**Data section:**
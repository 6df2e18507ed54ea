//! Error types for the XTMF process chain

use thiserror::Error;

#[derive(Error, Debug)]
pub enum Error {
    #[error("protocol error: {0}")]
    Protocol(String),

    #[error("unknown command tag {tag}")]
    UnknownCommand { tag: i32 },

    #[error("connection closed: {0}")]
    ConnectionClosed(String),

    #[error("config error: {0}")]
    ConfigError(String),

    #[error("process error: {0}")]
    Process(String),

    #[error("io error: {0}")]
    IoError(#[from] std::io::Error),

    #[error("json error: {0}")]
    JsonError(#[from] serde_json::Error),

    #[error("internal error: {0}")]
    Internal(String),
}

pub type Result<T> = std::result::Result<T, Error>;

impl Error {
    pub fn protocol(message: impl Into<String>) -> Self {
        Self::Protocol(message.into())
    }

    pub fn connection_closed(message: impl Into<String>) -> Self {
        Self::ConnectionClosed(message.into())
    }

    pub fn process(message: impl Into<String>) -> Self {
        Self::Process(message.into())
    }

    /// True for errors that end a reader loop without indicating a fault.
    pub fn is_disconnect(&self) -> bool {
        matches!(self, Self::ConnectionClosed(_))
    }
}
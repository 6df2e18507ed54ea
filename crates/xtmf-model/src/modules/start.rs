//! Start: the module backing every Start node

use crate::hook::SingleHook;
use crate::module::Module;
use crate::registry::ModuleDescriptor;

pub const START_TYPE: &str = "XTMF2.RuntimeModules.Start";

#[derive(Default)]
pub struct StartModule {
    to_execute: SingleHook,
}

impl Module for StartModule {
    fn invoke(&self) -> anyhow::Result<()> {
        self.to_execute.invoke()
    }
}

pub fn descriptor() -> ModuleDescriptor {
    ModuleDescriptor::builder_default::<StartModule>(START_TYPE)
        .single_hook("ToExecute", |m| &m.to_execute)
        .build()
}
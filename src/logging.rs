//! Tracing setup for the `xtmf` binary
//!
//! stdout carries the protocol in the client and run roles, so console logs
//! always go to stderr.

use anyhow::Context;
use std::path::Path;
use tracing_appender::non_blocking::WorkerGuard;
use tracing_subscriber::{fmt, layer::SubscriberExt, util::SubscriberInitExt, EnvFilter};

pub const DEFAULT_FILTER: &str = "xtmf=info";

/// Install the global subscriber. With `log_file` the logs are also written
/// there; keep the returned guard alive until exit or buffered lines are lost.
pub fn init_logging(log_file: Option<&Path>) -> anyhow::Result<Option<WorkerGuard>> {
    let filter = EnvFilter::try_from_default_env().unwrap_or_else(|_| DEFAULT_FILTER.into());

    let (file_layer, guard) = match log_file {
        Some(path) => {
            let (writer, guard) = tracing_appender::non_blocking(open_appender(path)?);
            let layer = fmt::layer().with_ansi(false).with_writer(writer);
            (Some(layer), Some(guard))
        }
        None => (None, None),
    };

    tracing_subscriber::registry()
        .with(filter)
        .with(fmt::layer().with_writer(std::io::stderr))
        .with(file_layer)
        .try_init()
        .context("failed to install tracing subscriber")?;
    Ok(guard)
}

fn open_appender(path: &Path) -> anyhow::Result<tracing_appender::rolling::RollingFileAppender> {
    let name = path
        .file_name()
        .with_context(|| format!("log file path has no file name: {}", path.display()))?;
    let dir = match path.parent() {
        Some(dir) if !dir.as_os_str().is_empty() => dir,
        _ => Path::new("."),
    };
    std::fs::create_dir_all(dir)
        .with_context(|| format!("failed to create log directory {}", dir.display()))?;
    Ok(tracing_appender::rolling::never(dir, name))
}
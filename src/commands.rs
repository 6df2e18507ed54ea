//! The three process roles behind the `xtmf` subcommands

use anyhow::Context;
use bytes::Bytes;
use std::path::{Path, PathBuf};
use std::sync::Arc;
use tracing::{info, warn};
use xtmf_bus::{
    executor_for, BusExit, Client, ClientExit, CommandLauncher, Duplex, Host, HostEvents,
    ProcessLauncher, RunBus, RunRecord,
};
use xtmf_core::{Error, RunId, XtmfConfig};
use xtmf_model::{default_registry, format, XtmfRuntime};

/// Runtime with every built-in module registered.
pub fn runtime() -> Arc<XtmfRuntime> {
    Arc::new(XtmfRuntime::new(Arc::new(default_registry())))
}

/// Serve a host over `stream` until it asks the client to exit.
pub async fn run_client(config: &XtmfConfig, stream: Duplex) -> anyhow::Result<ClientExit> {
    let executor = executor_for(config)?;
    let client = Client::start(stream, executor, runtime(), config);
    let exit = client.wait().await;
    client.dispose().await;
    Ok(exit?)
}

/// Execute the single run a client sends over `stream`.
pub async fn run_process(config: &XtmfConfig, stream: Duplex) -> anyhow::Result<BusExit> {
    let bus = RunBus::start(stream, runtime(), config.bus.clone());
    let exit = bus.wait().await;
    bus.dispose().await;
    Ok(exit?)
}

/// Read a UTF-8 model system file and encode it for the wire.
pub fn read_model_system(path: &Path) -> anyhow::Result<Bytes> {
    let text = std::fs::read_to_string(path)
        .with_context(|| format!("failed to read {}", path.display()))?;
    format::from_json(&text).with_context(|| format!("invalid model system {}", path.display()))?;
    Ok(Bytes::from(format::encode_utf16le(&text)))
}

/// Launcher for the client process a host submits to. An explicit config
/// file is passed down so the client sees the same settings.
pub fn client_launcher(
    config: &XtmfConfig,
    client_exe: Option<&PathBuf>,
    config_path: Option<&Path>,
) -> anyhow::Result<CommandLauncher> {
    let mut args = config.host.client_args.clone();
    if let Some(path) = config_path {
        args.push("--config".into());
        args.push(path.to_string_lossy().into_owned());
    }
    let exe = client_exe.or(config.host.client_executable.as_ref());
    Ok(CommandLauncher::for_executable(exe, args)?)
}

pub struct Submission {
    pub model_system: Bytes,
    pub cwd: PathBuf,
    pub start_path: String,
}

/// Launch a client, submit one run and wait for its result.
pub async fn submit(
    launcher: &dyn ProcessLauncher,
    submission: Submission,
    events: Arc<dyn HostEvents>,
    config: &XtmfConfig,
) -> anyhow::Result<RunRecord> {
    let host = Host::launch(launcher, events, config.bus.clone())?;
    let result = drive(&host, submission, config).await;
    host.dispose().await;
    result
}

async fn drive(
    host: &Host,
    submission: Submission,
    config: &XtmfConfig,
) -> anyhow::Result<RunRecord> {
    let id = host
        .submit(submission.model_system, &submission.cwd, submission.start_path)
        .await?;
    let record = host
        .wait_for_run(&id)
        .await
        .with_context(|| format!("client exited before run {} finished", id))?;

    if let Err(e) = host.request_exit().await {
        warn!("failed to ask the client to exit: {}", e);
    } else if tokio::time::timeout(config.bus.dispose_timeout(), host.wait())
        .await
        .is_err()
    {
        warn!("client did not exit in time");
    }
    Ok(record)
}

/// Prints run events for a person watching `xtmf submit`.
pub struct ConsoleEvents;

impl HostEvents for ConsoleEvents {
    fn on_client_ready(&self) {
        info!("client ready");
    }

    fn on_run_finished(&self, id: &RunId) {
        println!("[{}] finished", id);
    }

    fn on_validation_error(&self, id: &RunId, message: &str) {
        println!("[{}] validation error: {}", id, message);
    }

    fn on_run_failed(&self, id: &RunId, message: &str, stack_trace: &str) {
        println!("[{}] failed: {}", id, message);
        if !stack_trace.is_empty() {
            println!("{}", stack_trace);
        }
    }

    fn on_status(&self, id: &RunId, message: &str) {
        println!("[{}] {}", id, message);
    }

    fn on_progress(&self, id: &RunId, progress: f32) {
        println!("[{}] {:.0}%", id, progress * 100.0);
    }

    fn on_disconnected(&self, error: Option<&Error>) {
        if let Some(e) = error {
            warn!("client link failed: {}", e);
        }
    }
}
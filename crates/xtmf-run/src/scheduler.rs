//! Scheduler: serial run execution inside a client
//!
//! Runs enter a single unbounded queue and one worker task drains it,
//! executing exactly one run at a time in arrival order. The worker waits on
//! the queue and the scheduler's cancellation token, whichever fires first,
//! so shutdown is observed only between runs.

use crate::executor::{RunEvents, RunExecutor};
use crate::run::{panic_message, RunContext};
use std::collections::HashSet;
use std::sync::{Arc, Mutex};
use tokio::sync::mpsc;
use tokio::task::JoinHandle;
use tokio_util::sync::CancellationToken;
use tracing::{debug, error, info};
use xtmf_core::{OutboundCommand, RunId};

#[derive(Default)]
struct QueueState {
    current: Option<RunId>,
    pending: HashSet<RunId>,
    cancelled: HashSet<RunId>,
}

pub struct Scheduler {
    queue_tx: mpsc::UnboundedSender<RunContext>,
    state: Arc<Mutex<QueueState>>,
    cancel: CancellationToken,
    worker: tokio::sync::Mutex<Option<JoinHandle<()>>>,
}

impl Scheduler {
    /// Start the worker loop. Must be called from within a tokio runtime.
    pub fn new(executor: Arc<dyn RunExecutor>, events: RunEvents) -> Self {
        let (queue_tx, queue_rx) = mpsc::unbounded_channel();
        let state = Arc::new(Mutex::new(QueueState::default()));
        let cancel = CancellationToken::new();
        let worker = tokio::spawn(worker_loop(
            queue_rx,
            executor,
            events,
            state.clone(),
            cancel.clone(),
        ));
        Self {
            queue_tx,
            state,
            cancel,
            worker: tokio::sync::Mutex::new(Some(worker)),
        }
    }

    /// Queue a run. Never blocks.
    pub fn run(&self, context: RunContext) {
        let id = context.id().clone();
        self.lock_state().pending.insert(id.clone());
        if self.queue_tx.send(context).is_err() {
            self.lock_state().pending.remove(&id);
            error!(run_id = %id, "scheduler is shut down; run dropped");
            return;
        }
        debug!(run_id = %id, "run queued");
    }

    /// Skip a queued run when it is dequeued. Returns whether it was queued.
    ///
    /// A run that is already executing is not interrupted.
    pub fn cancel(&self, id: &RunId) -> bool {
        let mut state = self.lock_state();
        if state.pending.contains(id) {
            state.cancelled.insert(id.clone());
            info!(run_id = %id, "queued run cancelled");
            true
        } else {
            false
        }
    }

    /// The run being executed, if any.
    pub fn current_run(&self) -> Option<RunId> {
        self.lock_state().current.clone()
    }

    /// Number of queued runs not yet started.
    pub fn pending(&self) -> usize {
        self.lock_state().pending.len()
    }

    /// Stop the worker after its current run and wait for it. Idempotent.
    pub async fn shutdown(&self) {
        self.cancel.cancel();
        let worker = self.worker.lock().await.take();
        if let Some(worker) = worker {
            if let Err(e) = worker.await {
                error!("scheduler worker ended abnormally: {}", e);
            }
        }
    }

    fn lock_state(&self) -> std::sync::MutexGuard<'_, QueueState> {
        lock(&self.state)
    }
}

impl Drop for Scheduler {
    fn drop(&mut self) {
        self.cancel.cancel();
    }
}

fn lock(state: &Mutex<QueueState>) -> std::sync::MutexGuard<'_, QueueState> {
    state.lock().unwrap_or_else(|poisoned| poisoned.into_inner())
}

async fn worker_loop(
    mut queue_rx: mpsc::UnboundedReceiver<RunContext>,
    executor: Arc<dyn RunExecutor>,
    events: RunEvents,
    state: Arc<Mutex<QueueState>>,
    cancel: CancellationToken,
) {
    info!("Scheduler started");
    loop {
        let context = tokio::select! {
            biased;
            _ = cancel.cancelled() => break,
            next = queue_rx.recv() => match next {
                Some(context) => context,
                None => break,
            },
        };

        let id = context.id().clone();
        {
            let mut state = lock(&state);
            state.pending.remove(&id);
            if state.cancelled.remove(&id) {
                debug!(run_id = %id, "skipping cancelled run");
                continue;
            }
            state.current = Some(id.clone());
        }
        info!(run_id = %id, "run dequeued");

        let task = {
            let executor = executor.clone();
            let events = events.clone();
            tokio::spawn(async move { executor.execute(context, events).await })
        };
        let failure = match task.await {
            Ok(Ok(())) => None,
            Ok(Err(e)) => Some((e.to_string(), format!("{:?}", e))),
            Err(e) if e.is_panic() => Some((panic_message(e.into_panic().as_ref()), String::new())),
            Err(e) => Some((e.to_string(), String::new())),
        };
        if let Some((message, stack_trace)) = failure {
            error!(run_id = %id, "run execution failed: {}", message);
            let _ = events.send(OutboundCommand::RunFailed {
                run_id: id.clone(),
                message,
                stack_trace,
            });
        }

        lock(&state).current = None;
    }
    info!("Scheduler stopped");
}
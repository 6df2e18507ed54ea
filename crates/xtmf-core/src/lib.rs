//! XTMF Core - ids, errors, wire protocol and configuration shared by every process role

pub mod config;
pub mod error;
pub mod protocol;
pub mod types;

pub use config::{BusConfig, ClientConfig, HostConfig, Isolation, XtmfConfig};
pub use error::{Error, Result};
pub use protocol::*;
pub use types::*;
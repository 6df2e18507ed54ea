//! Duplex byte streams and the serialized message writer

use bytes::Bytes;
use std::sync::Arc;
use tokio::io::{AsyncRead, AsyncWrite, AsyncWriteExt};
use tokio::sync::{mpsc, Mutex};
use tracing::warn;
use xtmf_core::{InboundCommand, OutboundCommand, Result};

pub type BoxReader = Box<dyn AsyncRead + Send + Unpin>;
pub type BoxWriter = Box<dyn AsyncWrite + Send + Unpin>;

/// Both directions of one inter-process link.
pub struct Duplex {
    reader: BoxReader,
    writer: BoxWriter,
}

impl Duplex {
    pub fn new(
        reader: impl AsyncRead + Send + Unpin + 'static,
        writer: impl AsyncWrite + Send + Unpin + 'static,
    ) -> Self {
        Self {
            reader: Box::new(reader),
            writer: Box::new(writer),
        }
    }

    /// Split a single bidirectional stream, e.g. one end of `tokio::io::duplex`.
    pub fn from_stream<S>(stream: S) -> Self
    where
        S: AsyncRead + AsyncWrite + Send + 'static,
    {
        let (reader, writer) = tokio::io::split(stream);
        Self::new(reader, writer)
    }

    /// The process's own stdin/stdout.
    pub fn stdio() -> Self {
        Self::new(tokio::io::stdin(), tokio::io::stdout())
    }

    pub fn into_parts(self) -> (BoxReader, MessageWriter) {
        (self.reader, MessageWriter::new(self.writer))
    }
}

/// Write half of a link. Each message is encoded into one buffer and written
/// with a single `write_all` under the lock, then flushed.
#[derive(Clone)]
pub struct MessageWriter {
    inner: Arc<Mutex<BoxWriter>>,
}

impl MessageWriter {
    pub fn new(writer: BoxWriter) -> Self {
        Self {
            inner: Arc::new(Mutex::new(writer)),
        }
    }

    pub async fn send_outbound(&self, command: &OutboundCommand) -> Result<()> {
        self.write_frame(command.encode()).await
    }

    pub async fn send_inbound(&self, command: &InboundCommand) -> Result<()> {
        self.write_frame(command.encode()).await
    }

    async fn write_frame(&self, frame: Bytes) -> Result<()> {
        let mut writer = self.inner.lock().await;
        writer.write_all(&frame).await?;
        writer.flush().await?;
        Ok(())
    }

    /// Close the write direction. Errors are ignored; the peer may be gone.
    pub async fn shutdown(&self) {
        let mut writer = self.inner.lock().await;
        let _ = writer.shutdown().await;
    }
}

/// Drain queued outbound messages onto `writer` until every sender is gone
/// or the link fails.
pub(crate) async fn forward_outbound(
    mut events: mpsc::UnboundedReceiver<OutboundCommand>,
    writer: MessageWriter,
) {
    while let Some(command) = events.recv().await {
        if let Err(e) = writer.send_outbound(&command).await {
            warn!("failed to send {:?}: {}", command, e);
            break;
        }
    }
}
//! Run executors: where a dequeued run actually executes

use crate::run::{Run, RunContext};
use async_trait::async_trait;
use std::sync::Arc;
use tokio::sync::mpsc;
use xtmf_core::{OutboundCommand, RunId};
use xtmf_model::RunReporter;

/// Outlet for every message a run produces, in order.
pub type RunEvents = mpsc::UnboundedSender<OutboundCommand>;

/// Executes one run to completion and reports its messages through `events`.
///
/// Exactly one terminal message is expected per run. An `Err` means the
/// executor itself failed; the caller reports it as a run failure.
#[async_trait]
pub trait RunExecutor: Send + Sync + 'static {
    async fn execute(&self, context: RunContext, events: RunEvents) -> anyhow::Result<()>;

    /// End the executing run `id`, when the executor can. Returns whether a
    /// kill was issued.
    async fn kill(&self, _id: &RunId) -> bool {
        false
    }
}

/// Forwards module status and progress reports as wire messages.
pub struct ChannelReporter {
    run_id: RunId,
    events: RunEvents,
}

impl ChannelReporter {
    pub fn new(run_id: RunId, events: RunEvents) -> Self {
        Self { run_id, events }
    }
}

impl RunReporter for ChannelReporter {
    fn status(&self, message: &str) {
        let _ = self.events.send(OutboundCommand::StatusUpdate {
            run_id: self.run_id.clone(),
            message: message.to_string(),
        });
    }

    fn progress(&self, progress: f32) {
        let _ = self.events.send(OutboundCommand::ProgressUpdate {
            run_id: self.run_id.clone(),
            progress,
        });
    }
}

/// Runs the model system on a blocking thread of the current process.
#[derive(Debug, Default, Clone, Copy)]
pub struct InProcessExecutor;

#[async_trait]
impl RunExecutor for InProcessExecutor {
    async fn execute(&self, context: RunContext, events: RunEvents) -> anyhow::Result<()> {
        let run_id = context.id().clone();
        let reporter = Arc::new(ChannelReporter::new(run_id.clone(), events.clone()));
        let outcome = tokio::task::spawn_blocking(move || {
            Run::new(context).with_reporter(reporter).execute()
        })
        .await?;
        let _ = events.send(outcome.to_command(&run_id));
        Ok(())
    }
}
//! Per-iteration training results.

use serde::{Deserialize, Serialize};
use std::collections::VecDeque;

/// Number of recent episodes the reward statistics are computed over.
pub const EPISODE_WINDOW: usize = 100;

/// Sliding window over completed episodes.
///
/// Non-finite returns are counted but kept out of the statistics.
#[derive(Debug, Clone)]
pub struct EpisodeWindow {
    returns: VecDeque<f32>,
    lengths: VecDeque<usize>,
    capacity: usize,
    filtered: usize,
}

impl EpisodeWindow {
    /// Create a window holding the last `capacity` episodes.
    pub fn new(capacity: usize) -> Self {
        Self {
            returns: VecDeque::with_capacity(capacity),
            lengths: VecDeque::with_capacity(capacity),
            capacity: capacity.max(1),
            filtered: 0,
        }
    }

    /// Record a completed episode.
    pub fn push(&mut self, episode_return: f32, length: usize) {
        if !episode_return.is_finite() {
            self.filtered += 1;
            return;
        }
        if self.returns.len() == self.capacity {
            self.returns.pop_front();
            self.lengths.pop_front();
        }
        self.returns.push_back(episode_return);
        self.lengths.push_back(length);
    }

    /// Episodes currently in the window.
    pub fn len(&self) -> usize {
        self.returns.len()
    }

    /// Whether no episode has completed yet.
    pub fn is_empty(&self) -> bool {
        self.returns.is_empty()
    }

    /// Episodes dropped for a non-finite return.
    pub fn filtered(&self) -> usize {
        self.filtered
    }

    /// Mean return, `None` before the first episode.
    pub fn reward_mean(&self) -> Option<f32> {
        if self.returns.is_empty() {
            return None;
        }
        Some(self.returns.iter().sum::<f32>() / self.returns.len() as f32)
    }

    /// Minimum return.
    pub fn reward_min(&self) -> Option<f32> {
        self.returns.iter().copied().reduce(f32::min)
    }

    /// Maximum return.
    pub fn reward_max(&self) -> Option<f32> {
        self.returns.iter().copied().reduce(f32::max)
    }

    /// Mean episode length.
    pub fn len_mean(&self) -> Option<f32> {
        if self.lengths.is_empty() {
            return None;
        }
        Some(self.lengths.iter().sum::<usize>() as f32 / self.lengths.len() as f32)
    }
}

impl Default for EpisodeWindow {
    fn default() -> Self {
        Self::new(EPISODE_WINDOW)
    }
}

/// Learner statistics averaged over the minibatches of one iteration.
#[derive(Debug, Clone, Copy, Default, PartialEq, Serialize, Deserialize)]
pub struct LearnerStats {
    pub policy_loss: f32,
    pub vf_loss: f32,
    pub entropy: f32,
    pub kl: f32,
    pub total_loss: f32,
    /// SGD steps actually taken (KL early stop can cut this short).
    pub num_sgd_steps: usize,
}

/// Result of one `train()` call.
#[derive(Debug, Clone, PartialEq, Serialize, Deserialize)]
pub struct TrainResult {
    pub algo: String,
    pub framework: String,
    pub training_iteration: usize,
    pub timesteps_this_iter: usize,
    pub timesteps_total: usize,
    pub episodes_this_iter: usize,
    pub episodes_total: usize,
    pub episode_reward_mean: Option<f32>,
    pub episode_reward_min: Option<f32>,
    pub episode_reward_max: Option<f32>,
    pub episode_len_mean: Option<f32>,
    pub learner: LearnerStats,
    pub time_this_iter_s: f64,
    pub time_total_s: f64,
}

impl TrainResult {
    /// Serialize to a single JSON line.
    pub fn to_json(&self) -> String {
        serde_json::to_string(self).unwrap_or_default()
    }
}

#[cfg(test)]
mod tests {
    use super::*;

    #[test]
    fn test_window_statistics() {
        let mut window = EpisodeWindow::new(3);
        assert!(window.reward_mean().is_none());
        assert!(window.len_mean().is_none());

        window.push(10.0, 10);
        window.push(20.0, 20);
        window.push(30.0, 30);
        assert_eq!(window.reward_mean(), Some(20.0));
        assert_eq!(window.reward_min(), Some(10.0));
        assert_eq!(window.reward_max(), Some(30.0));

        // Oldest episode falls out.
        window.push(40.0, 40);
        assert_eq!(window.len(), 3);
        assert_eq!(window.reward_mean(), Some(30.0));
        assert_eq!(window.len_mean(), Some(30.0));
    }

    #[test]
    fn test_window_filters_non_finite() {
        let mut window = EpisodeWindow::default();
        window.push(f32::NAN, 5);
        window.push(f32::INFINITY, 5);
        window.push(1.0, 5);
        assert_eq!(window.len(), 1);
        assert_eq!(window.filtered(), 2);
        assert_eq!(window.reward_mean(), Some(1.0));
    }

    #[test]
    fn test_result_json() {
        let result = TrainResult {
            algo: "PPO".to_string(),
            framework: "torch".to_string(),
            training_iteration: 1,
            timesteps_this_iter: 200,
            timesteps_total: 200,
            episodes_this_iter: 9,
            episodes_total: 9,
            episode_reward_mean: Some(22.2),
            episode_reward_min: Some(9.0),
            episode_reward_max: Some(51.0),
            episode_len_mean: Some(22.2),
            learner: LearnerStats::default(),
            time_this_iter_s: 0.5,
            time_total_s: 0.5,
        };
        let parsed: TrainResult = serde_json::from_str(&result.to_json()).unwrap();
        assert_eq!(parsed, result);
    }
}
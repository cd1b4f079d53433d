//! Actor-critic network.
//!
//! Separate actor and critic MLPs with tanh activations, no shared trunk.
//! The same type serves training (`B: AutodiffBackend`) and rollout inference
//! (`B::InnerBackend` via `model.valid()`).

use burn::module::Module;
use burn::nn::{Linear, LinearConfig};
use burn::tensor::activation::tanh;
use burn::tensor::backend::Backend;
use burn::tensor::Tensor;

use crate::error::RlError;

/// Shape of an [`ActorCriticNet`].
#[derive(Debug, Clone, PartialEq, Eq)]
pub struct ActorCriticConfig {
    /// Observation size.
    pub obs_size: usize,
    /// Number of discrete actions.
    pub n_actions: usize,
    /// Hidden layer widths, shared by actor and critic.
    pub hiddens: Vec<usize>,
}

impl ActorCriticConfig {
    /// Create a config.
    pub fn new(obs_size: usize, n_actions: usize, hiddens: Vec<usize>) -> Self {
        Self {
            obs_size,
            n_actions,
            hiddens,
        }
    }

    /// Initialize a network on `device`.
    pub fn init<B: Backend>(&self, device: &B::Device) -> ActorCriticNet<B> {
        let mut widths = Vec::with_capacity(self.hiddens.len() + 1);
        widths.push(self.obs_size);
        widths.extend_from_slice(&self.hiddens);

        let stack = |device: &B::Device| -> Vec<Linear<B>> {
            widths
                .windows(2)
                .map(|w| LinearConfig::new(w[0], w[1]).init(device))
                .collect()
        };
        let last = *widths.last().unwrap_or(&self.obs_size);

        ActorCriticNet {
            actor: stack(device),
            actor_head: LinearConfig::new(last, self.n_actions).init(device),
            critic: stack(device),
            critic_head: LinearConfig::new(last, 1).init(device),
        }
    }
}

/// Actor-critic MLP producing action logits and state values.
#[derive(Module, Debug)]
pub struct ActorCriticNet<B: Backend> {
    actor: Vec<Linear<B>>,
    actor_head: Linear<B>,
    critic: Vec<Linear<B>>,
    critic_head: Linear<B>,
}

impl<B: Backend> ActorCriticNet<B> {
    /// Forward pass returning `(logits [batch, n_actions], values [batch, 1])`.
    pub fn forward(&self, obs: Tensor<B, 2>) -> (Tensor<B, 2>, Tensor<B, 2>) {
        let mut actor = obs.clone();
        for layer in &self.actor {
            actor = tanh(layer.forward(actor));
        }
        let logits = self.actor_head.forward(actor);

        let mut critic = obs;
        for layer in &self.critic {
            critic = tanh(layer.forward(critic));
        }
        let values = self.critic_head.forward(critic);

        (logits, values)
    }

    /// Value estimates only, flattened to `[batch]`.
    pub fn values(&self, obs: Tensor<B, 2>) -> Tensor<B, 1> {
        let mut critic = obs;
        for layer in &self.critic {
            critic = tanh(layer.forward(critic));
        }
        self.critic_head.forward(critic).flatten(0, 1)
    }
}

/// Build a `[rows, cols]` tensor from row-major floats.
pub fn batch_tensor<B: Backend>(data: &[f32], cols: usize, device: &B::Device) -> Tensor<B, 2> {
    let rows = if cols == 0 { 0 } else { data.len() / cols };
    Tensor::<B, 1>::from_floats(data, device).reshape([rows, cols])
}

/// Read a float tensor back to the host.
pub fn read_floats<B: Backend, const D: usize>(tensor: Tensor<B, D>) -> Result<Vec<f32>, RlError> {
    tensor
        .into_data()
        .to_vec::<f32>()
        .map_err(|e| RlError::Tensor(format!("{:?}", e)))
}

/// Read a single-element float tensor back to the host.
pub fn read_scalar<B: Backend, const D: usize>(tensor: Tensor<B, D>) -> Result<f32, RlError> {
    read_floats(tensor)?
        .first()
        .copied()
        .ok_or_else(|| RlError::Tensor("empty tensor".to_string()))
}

**Work task:** Looking through the records, copy out every line in which the word "JoinHandle" is found.

**Reply:**
use tokio::task::JoinHandle;
    worker: tokio::sync::Mutex<Option<JoinHandle<()>>>,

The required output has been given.